Source data
☆ ☆ ☆ ☆

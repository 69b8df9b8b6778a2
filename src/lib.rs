//! Rules engine for 8x8 Othello.
//!
//! [`Game`] owns the board, turn, pass/game-over flags and a full undo
//! history. It is changed only through [`Game::apply`] / [`Game::try_apply`]
//! and [`Game::undo`]; everything else is a query. A rejected action leaves
//! the game exactly as it was.
//!
//! ```
//! use othello::{Action, Coord, Game, Player, Square};
//!
//! let mut game = Game::new();
//! assert!(game.apply(Coord::new(2, 3)));
//! assert_eq!(game.contents(Coord::new(3, 3)), Square::Black);
//! assert_eq!(game.current_player(), Player::White);
//!
//! assert!(!game.apply(Action::Pass));
//! game.undo();
//! assert_eq!(game, Game::new());
//! ```

pub mod board;
pub mod error;
pub mod game;
pub mod history;
pub mod types;
pub mod wasm;

pub use board::Board;
pub use error::{MoveError, ParseCoordError};
pub use game::Game;
pub use history::MoveRecord;
pub use types::{
    Action, BOARD_SIZE, Coord, Direction, GameResult, NUM_SQUARES, Outcome, Player, Snapshot,
    Square,
};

☆ ☆ ☆ ☆

Aim of the task
Give every entry again, exactly as it reads.

Task output
repository 69b8df9b8b6778a2
filename src/lib.rs
//! Rules engine for 8x8 Othello.
//!
//! [`Game`] owns the board, turn, pass/game-over flags and a full undo
//! history. It is changed only through [`Game::apply`] / [`Game::try_apply`]
//! and [`Game::undo`]; everything else is a query. A rejected action leaves
//! the game exactly as it was.
//!
//! ```
//! use othello::{Action, Coord, Game, Player, Square};
//!
//! let mut game = Game::new();
//! assert!(game.apply(Coord::new(2, 3)));
//! assert_eq!(game.contents(Coord::new(3, 3)), Square::Black);
//! assert_eq!(game.current_player(), Player::White);
//!
//! assert!(!game.apply(Action::Pass));
//! game.undo();
//! assert_eq!(game, Game::new());
//! ```

pub mod board;
pub mod error;
pub mod game;
pub mod history;
pub mod types;
pub mod wasm;

pub use board::Board;
pub use error::{MoveError, ParseCoordError};
pub use game::Game;
pub use history::MoveRecord;
pub use types::{
    Action, BOARD_SIZE, Coord, Direction, GameResult, NUM_SQUARES, Outcome, Player, Snapshot,
    Square,
};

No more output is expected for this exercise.